──────── RECORDS TO PROCESS ────────

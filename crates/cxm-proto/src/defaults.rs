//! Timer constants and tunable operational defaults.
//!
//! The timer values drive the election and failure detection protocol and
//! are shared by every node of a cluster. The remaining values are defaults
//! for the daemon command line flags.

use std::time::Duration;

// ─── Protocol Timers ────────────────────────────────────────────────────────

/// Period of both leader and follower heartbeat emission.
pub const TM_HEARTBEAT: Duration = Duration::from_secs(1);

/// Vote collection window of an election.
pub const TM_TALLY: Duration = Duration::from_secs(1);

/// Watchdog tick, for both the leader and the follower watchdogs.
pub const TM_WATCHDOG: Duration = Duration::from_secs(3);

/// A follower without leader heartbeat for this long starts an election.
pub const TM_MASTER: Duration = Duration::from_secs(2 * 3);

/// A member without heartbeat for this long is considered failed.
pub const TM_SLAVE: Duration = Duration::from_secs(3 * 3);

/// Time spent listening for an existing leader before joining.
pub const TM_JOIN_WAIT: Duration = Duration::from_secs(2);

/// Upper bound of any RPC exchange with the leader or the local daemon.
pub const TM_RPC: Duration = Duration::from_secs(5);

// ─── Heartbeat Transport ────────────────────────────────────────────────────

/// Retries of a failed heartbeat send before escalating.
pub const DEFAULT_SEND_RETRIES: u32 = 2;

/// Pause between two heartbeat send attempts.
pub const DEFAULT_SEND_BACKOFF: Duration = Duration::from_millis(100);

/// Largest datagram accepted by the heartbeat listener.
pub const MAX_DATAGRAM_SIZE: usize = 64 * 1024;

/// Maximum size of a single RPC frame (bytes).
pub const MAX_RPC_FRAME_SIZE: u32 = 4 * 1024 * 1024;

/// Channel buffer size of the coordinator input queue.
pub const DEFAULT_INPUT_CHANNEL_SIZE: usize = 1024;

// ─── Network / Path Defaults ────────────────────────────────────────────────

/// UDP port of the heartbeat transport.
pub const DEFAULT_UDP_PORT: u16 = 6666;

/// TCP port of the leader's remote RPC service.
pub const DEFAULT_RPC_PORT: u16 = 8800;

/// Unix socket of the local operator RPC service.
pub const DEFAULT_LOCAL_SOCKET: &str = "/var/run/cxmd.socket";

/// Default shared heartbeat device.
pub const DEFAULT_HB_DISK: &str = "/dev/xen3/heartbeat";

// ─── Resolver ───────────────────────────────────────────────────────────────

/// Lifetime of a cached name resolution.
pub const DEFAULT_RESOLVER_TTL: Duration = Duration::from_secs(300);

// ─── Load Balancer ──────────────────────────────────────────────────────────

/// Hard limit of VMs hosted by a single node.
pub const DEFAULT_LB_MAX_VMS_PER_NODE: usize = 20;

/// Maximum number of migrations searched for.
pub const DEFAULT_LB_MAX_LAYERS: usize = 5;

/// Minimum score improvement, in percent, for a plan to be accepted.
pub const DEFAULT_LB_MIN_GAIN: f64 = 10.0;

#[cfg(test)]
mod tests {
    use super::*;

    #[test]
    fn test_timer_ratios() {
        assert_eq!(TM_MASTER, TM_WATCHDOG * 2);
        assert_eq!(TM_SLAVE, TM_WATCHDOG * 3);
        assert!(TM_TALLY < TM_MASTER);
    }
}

────────
──────── RECORDS TO PROCESS ────────

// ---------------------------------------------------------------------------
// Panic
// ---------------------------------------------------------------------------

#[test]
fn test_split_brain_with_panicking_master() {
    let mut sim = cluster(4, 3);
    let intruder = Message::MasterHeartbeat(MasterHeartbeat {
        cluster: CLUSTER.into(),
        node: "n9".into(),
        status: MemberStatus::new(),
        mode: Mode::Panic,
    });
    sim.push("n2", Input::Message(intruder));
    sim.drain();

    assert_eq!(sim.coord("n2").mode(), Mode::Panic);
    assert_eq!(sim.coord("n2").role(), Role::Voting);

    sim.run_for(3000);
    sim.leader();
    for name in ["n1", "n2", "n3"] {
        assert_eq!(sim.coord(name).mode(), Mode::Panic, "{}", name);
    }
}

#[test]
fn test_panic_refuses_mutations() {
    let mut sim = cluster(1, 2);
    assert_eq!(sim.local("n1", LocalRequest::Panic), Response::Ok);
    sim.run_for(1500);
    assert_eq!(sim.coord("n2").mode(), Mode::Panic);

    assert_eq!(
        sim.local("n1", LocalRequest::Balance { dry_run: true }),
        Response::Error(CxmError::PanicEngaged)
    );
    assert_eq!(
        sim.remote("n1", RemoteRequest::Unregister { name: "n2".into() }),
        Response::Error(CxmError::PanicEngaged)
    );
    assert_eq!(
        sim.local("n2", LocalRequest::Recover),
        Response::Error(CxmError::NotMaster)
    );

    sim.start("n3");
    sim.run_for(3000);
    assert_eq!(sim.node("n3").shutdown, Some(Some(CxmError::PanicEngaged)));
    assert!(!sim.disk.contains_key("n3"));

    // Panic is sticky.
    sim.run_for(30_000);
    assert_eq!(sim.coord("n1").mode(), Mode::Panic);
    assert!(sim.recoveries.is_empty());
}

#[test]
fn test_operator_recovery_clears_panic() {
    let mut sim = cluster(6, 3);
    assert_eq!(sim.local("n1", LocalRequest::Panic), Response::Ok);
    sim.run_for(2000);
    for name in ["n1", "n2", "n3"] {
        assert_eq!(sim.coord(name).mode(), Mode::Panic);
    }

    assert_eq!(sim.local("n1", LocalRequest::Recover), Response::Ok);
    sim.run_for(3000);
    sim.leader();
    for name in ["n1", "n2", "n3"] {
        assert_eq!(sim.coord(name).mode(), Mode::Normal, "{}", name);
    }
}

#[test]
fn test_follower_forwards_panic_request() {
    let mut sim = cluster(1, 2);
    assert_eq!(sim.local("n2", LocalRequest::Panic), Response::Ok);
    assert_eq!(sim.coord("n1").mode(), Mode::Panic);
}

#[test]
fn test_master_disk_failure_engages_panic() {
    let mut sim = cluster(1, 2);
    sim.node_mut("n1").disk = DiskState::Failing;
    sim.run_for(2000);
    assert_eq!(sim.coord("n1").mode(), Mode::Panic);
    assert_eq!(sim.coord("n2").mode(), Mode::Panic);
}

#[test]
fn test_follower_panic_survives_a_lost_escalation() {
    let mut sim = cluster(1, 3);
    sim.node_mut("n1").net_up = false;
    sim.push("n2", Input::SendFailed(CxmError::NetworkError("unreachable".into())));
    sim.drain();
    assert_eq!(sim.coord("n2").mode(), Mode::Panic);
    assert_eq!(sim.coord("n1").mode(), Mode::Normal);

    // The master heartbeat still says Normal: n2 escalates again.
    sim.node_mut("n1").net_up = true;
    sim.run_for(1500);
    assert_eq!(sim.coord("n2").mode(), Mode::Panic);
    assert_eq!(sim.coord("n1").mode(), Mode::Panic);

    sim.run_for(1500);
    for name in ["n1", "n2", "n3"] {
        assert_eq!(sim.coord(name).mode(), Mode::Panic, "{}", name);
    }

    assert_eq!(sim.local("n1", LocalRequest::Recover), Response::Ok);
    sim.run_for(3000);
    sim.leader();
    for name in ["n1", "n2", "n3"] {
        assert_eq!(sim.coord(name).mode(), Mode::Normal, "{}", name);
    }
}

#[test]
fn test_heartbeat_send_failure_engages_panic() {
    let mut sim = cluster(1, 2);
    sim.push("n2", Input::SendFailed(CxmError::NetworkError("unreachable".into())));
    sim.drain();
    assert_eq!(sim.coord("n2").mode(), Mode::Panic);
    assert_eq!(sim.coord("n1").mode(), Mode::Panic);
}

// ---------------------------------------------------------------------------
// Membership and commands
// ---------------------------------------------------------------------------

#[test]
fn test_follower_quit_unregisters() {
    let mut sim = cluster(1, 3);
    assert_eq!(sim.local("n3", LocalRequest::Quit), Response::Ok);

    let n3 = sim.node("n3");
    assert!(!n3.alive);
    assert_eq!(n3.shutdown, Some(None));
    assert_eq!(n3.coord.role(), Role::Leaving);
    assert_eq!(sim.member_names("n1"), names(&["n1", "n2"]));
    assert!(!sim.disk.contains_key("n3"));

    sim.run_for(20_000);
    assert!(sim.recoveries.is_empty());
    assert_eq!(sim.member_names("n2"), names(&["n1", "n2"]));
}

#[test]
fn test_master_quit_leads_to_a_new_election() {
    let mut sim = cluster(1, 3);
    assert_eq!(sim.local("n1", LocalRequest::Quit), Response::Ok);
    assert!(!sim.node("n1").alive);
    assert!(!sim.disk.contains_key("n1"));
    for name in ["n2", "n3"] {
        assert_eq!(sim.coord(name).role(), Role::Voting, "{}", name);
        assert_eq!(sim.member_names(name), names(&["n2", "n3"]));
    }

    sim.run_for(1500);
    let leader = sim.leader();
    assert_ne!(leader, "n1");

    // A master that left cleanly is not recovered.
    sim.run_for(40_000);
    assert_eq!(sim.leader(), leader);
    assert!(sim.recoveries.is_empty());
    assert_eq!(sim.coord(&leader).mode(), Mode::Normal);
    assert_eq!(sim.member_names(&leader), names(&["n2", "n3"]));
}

────────

• [DIRECTIONS FOR THIS TASK]
Filter the records, keeping only lines that contain "shared", and show those lines.

• [WRITTEN ANSWER]
//! are shared by every node of a cluster. The remaining values are defaults
/// Default shared heartbeat device.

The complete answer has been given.